Forgotten Dead, In Storage
It’s a small room that could be in any Midwestern basement: paneled walls, concrete floor, low ceiling, fluorescent lights, gray metal shelves lining two walls.
But what’s on the shelves sets this room apart: more than 100 small cardboard boxes of cremated human remains. But what’s on the shelves sets this room apart: more than 100 small cardboard boxes of cremated human remains.
Each box — the oldest dates to the late 1960s — has a person’s name written on the outside and cremation paperwork inside. These people lived, died, were cremated — and then left behind by their families.
People in the funeral industry estimate that 1% of cremated remains go unclaimed.
David Fisher, an independent Chicago-area funeral director and embalmer, says the average funeral home might have four or five sets of ashes sitting around.

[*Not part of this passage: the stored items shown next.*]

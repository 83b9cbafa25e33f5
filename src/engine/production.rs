// ==========================================
// 家禽杂交预测系统 - 生产性状预测
// ==========================================
// 规则: 双亲算术平均 + 固定系数
// - 产蛋量: 平均 × 1.15 取整（基础产量内含 15% 杂种优势,与 HybridVigor 分开报告）
// - 料肉比: 平均 × 0.9
// - 开产周龄: 平均 × 0.95 取整
// ==========================================

use crate::domain::breed::{BreedTraitRecord, ProductionTraits};
use crate::engine::ordinal;

pub const EGG_PRODUCTION_FACTOR: f64 = 1.15;
pub const FEED_CONVERSION_FACTOR: f64 = 0.9;
pub const MATURITY_FACTOR: f64 = 0.95;

fn mean(a: f64, b: f64) -> f64 {
    (a + b) / 2.0
}

#[derive(Debug, Default, Clone, Copy)]
pub struct ProductionTraitPredictor;

impl ProductionTraitPredictor {
    pub fn new() -> Self {
        Self
    }

    pub fn predict(&self, parent_a: &BreedTraitRecord, parent_b: &BreedTraitRecord) -> ProductionTraits {
        let a = &parent_a.production_traits;
        let b = &parent_b.production_traits;

        let boosted = |x: u32, y: u32| {
            (mean(x as f64, y as f64) * EGG_PRODUCTION_FACTOR).round() as u32
        };

        ProductionTraits {
            egg_production_min: boosted(a.egg_production_min, b.egg_production_min),
            egg_production_max: boosted(a.egg_production_max, b.egg_production_max),
            egg_size_oz: mean(a.egg_size_oz, b.egg_size_oz),
            meat_weight: mean(a.meat_weight, b.meat_weight),
            feed_conversion: mean(a.feed_conversion, b.feed_conversion) * FEED_CONVERSION_FACTOR,
            broodiness: ordinal::blend(a.broodiness, b.broodiness),
            maturity_weeks: (mean(a.maturity_weeks as f64, b.maturity_weeks as f64)
                * MATURITY_FACTOR)
                .round() as u32,
        }
    }
}
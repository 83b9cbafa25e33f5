// ==========================================
// 家禽杂交预测系统 - 行为性状预测
// ==========================================
// 规则:
// - 耐寒 / 耐热: 平均取整
// - 抗病: min(5, 平均 × 1.1 取整)
// - 性情 / 觅食 / 圈养耐受: 有序等级平均后分桶
// ==========================================

use crate::domain::breed::{BehaviorTraits, BreedTraitRecord};
use crate::engine::ordinal;

pub const DISEASE_RESISTANCE_FACTOR: f64 = 1.1;
pub const MAX_RATING: u8 = 5;

fn rounded_mean(a: u8, b: u8) -> u8 {
    ((a as f64 + b as f64) / 2.0).round() as u8
}

#[derive(Debug, Default, Clone, Copy)]
pub struct BehaviorTraitPredictor;

impl BehaviorTraitPredictor {
    pub fn new() -> Self {
        Self
    }

    pub fn predict(&self, parent_a: &BreedTraitRecord, parent_b: &BreedTraitRecord) -> BehaviorTraits {
        let a = &parent_a.behavior_traits;
        let b = &parent_b.behavior_traits;

        let disease_resistance = ((a.disease_resistance as f64 + b.disease_resistance as f64) / 2.0
            * DISEASE_RESISTANCE_FACTOR)
            .round()
            .min(MAX_RATING as f64) as u8;

        BehaviorTraits {
            temperament: ordinal::blend(a.temperament, b.temperament),
            cold_hardiness: rounded_mean(a.cold_hardiness, b.cold_hardiness),
            heat_tolerance: rounded_mean(a.heat_tolerance, b.heat_tolerance),
            foraging: ordinal::blend(a.foraging, b.foraging),
            confinement_tolerance: ordinal::blend(a.confinement_tolerance, b.confinement_tolerance),
            disease_resistance,
        }
    }
}
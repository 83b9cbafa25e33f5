// ==========================================
// 性能统计
// ==========================================
// PerfGuard: 操作耗时（target = "perf"）
// 慢 SQL: SQLite profile 回调（target = "slow_sql"）
// ==========================================

use rusqlite::Connection;
use std::sync::atomic::{AtomicU64, Ordering};
use std::time::{Duration, Instant};

static SLOW_SQL_THRESHOLD_MS: AtomicU64 = AtomicU64::new(0);

/// 慢 SQL 阈值环境变量（毫秒,0 关闭）
pub const SLOW_SQL_ENV: &str = "POULTRY_CROSS_SLOW_SQL_MS";

fn truncate_sql(sql: &str, max_len: usize) -> String {
    let s = sql.trim().replace('\n', " ");
    if s.chars().count() <= max_len {
        return s;
    }
    let head: String = s.chars().take(max_len).collect();
    format!("{}…", head)
}

/// 安装 SQLite 慢查询日志
///
/// 默认阈值: Debug 50ms, Release 200ms
pub fn install_sqlite_tracing(conn: &mut Connection) {
    let slow_ms = std::env::var(SLOW_SQL_ENV)
        .ok()
        .and_then(|v| v.trim().parse::<u64>().ok())
        .unwrap_or(if cfg!(debug_assertions) { 50 } else { 200 });
    SLOW_SQL_THRESHOLD_MS.store(slow_ms, Ordering::Relaxed);

    if slow_ms == 0 {
        conn.profile(None);
        return;
    }
    conn.profile(Some(sql_profile_callback));
}

fn sql_profile_callback(sql: &str, duration: Duration) {
    let ms = duration.as_millis() as u64;
    let threshold = SLOW_SQL_THRESHOLD_MS.load(Ordering::Relaxed);
    if threshold > 0 && ms >= threshold {
        tracing::warn!(
            target: "slow_sql",
            duration_ms = ms,
            sql = %truncate_sql(sql, 420),
            "slow sql"
        );
    }
}

/// 性能统计 Guard：drop 时记录 elapsed_ms
///
/// ```ignore
/// let _perf = poultry_cross::perf::PerfGuard::new("calculate_cross");
/// ```
pub struct PerfGuard {
    op: &'static str,
    start: Instant,
}

impl PerfGuard {
    pub fn new(op: &'static str) -> Self {
        Self {
            op,
            start: Instant::now(),
        }
    }

    pub fn elapsed(&self) -> Duration {
        self.start.elapsed()
    }
}

impl Drop for PerfGuard {
    fn drop(&mut self) {
        let elapsed_ms = self.start.elapsed().as_millis() as u64;
        tracing::info!(target: "perf", op = self.op, elapsed_ms, "done");
    }
}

Jerry Sullivan, president of the Cremation Society of Illinois as well as the International Cremation Federation, believes the number may be lower.
“I would say that every funeral home in the state of Illinois probably has one or two sets of cremated remains that people just never came back for,” Sullivan says.
Funeral homes’ policies differ on such abandoned remains: Some scatter them, some bury them, and some just hang onto them for — well, if not for eternity, at least in perpetuity.
“I’ve been in the [funeral] business since 1970,” Sullivan says. “My parents had a funeral home from 1952. So I’ve got some of theirs. I have some from businesses we’ve bought or inherited. . . .
“I remember we bought a funeral home, and there was a file cabinet there. We assumed it was files. Then we opened it and there were 10 or 15 sets of cremated remains. We still have them.”
Sullivan stores the remains in this climate-controlled room in one of the Cremation Society’s facilities in a Chicago suburb. Some of the remains belong to friends or acquaintances. On one shelf resides a machine shop owner he knew. Side by side on another shelf are two brothers. And he’s on a first-name basis with Mary and Roy.
“Oddly enough, to me, it feels like they’re relatives,” he says. “I feel they’re in better care with me than with somebody else.”
Illinois law is fuzzy regarding a deadline for the disposition of remains. Many funeral home directors play it safe and hold on to them out of concern that a relative might come for them later.
But how does a family member get left behind and forgotten?
Before prepaid funerals, some families couldn’t pay the bill and were reluctant to drop by the funeral home. Sometimes families aren’t especially close and no one wants to take responsibility for a distant relative. Or maybe the survivors didn’t know what to do with remains, so they did nothing.
“I think, probably, the most common reason was they just didn’t want them,” says Fisher. “They didn’t have any idea what they wanted to do, so they just left them at the funeral home.”
And the funeral director is left with the ashes.
“Usually it’s about a 60- to 90-day time when we start to encourage a family more aggressively to come on in, meet with us again,” said David Klein of Dignity Memorial, a Houston-based company that operates hundreds of funeral homes and cemeteries nationwide. “Or if there’s just no contact we’ll continue to hold them over the next two or three months as well, till a point when we feel comfortable enough — it could be nine months or a year — that we can say, OK, we’ve done our duty.”
Dignity sends the remains to a central place — a mausoleum at one of its cemeteries.
“Some funeral homes will pay to have them buried,” Fisher says. “Some scatter them, or have a scattering service over Lake Michigan.”
Says Sullivan: “I know some put them in a mausoleum niche or have a burial. It just seems impersonal to me.” So he holds on to the boxes, no matter how long it takes until someone claims them.
“Our record is nine years,” he said.
But records are made to be broken. Less than an hour after saying that, in late December, Sullivan received a call from a man seeking the ashes of his sister, who died in 1991. A family dispute with the woman’s ex-husband was the reason for the delay. The ex-husband had recently died, and the brother began pursuing his sister’s whereabouts.
Sullivan knew right where the remains were.
“He wants them buried with their mother and father,” he said later. “He wanted to purchase an urn and have us take her to the cemetery and bury her for him.”